In July, an Interior Ministry announcement that anyone mocking the president in text messages, e-mail, or blogs risks being arrested and given a 14-year prison sentence under a new Cyber Crimes Act was met with more ridicule, as even Prime Minister Yusuf Raza Gilani and other senior members of the PPP moved to distance themselves from it.
The lively Pakistani media has generally been very vocal in its opposition to Zardari, leading some in the president's inner circle to suggest it is the work of an opposition-backed smear campaign to remove him from office.
Raising the prospect of a fresh political crisis, the PML-N last week threatened to take to the streets if its demands of placing Musharraf on trial and undoing changes he made to the Constitution were not met. The threats were averted, for the time being, following a conciliatory speech by Sharif.
Presidential spokeswoman Farahnaz Ispahani denies that the president's authority has been weakened, and points to Pakistan's securing nonmilitary aid and an International Monetary Fund loan as signs of success.
"Domestically and internationally, key decisionmakers who understand Zardari's vital role in making the war acceptable to the people of Pakistan," she says.
Taliban are not winning hearts and minds, either
Cyril Almeida, a columnist with the leading English daily Dawn, notes that the opposition do not have the requisite majority in parliament to impeach Zardari, nor, for the moment, is the military inclined to step back into the fray – a move that would require the tacit understanding of the United States.
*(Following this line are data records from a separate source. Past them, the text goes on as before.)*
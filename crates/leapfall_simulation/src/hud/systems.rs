//! HUD systems (Update schedule)

use bevy::prelude::*;

use super::events::{
    InteractPressed, JumpBudgetChanged, JumpCommand, TeleportEligibilityChanged,
    TeleportRequested,
};
use super::jump_budget::JumpBudget;
use super::teleport::TeleportPrompt;
use crate::logger;

/// Система: применить JumpCommand к budget
///
/// JumpBudgetChanged пишется только если счётчик изменился (Reset — всегда).
pub fn apply_jump_commands(
    mut commands: EventReader<JumpCommand>,
    mut budget: ResMut<JumpBudget>,
    mut changed: EventWriter<JumpBudgetChanged>,
) {
    for command in commands.read() {
        let applied = match command {
            JumpCommand::Use => budget.use_jump(),
            JumpCommand::Replenish => budget.replenish_one_jump(),
            JumpCommand::Reset => {
                budget.reset_jumps();
                true
            }
        };

        if !applied {
            continue;
        }

        changed.write(JumpBudgetChanged {
            remaining: budget.remaining(),
            restart_prompt_visible: budget.restart_prompt_visible(),
        });

        if budget.restart_prompt_visible() {
            logger::log("🦘 Out of jumps - restart prompt shown");
        }
    }
}

/// Система: продвинуть replenish blends
///
/// Запускается до `apply_jump_commands`: indicator, восстановленный в этом
/// frame, начинает отсчёт hold с 0 только со следующего frame.
///
/// `bypass_change_detection` пока ничего не анимируется — иначе budget
/// помечался бы Changed каждый frame.
pub fn tick_indicator_blends(time: Res<Time>, mut budget: ResMut<JumpBudget>) {
    if !budget.bypass_change_detection().is_animating() {
        return;
    }

    budget.tick(time.delta_secs());
}

/// Система: proximity detector → TeleportPrompt
pub fn apply_teleport_eligibility(
    mut events: EventReader<TeleportEligibilityChanged>,
    mut prompt: ResMut<TeleportPrompt>,
) {
    for event in events.read() {
        if prompt.set_eligible(event.eligible) {
            logger::log(&format!("🌀 Teleport prompt eligible: {}", event.eligible));
        }
    }
}

/// Система: InteractPressed → TeleportRequested (один на нажатие, если eligible)
pub fn forward_interact_presses(
    mut presses: EventReader<InteractPressed>,
    prompt: Res<TeleportPrompt>,
    mut requests: EventWriter<TeleportRequested>,
) {
    for _press in presses.read() {
        if prompt.on_interact_pressed() {
            requests.write(TeleportRequested);
        }
    }
}
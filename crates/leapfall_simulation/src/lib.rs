//! Leapfall Simulation Core
//!
//! Engine-independent gameplay/UI логика 3D платформера:
//! - `hud`: jump budget (0..3) + indicators + teleport prompt
//! - `camera`: first-person walk/landing shake
//! - `menu`: main menu flow + save seam
//!
//! HYBRID ARCHITECTURE:
//! - Rust core = state machines + ECS wiring (тестируется headless)
//! - Godot = presentation (TextureRect, Label, Camera3D, dialogs, scene tree)

use bevy::prelude::*;

pub mod camera;
pub mod config;
pub mod hud;
pub mod logger;
pub mod menu;

pub use camera::{CameraShake, CameraShakePlugin, LandingImpact, Locomotion};
pub use config::{
    CameraShakeConfig, ConfigError, GameplayConfig, InputConfig, JumpConfig, MenuConfig,
};
pub use hud::{
    HudPlugin, IndicatorState, InteractPressed, JumpBudget, JumpBudgetChanged, JumpCommand,
    TeleportEligibilityChanged, TeleportPrompt, TeleportRequested, Tint,
};
pub use logger::{
    init_logger, log, log_error, log_info, log_warning, set_log_level, set_logger,
    set_logger_if_needed, LogLevel, LogPrinter,
};
pub use menu::{
    CurrentSession, InMemorySaveService, MenuCapabilities, MenuCommand, MenuFlow, MenuInput,
    MenuPlugin, MenuState, RonSaveService, SaveError, SaveService, SaveServiceRes, SessionState,
};

/// Главный plugin (HUD + camera shake + menu)
pub struct SimulationPlugin;

impl Plugin for SimulationPlugin {
    fn build(&self, app: &mut App) {
        if !app.world().contains_resource::<GameplayConfig>() {
            app.insert_resource(GameplayConfig::default());
        }

        app.add_plugins((HudPlugin, CameraShakePlugin, MenuPlugin));
    }
}

/// Создаёт minimal Bevy App для headless запуска (demo binary, тесты)
pub fn create_headless_app() -> App {
    let mut app = App::new();
    init_logger();
    app.add_plugins(MinimalPlugins);

    app
}
//! HUD domain — jump budget indicators + teleport prompt
//!
//! # Архитектура
//!
//! - `jump_budget`: ограниченный счётчик прыжков (0..max) + indicator states
//! - `teleport`: eligibility flag для teleport label / interact action
//! - `tint`: engine-independent RGBA (Godot layer → `Color`)
//! - `events` / `systems`: ECS wiring (HudPlugin)
//!
//! Godot `PlayerHud` node владеет теми же `JumpBudget` / `TeleportPrompt`
//! напрямую и только применяет результат к TextureRect/Label.

pub mod events;
pub mod jump_budget;
pub mod systems;
pub mod teleport;
pub mod tint;

pub use events::*;
pub use jump_budget::{IndicatorState, JumpBudget};
pub use systems::*;
pub use teleport::TeleportPrompt;
pub use tint::Tint;

use bevy::prelude::*;

use crate::config::GameplayConfig;

pub struct HudPlugin;

impl Plugin for HudPlugin {
    fn build(&self, app: &mut App) {
        let config = app
            .world()
            .get_resource::<GameplayConfig>()
            .cloned()
            .unwrap_or_default();

        app.insert_resource(JumpBudget::new(&config.jumps))
            .init_resource::<TeleportPrompt>()
            .add_event::<JumpCommand>()
            .add_event::<JumpBudgetChanged>()
            .add_event::<TeleportEligibilityChanged>()
            .add_event::<InteractPressed>()
            .add_event::<TeleportRequested>()
            .add_systems(
                Update,
                (
                    tick_indicator_blends,
                    apply_jump_commands,
                    apply_teleport_eligibility,
                    forward_interact_presses,
                )
                    .chain(),
            );
    }
}
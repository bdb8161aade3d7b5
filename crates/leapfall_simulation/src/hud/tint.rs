//! RGBA tint для HUD indicators (engine-independent, Godot layer конвертирует в Color)

use serde::{Deserialize, Serialize};

#[derive(Debug, Clone, Copy, PartialEq, Serialize, Deserialize)]
pub struct Tint {
    pub r: f32,
    pub g: f32,
    pub b: f32,
    #[serde(default = "opaque")]
    pub a: f32,
}

fn opaque() -> f32 {
    1.0
}

impl Tint {
    pub const WHITE: Tint = Tint::rgb(1.0, 1.0, 1.0);

    /// Godot `Colors.Gray`
    pub const GRAY: Tint = Tint::rgb(0.745, 0.745, 0.745);

    pub const fn rgb(r: f32, g: f32, b: f32) -> Self {
        Self { r, g, b, a: 1.0 }
    }

    pub fn from_rgb8(r: u8, g: u8, b: u8) -> Self {
        Self::rgb(r as f32 / 255.0, g as f32 / 255.0, b as f32 / 255.0)
    }

    /// Линейная интерполяция, `t` clamp в [0, 1]
    pub fn lerp(self, other: Tint, t: f32) -> Tint {
        let t = t.clamp(0.0, 1.0);
        Tint {
            r: self.r + (other.r - self.r) * t,
            g: self.g + (other.g - self.g) * t,
            b: self.b + (other.b - self.b) * t,
            a: self.a + (other.a - self.a) * t,
        }
    }

    pub fn to_array(self) -> [f32; 4] {
        [self.r, self.g, self.b, self.a]
    }
}

#[cfg(test)]
mod tests {
    use super::*;

    #[test]
    fn test_lerp_endpoints_and_clamp() {
        let from = Tint::rgb(0.0, 0.0, 0.0);
        let to = Tint::WHITE;

        assert_eq!(from.lerp(to, 0.0), from);
        assert_eq!(from.lerp(to, 1.0), to);
        assert_eq!(from.lerp(to, 2.0), to);
        assert_eq!(from.lerp(to, 0.5).r, 0.5);
    }

    #[test]
    fn test_from_rgb8() {
        let tint = Tint::from_rgb8(255, 0, 51);
        assert_eq!(tint.to_array(), [1.0, 0.0, 0.2, 1.0]);
    }
}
Instead, he says, "perhaps the greatest danger to Zardari is Zardari.
"He's never been in serious politics before – there was Benazir, who was front and center," he continues. "In terms of how to run a political party in this country – he's good at maneuvering people and keeping allies happy. But when it comes to connecting to voters, does he understand that process? Does he have some kind of vision?"
Mr. Almeida says that Zardari's weaknesses as a leader and administrator are partly to blame for the country's ongoing economic and power crises. When it comes to winning hearts and minds against militancy, however, the Taliban are creating their own problems.
"I don't think the battle [for hearts and minds] can be won by the personal charisma of leaders," he says. "It's more a question of the militants contributing to their own downfall, by flogging women, by suicide bomb attacks, and so on. That's what really coalesces people against them."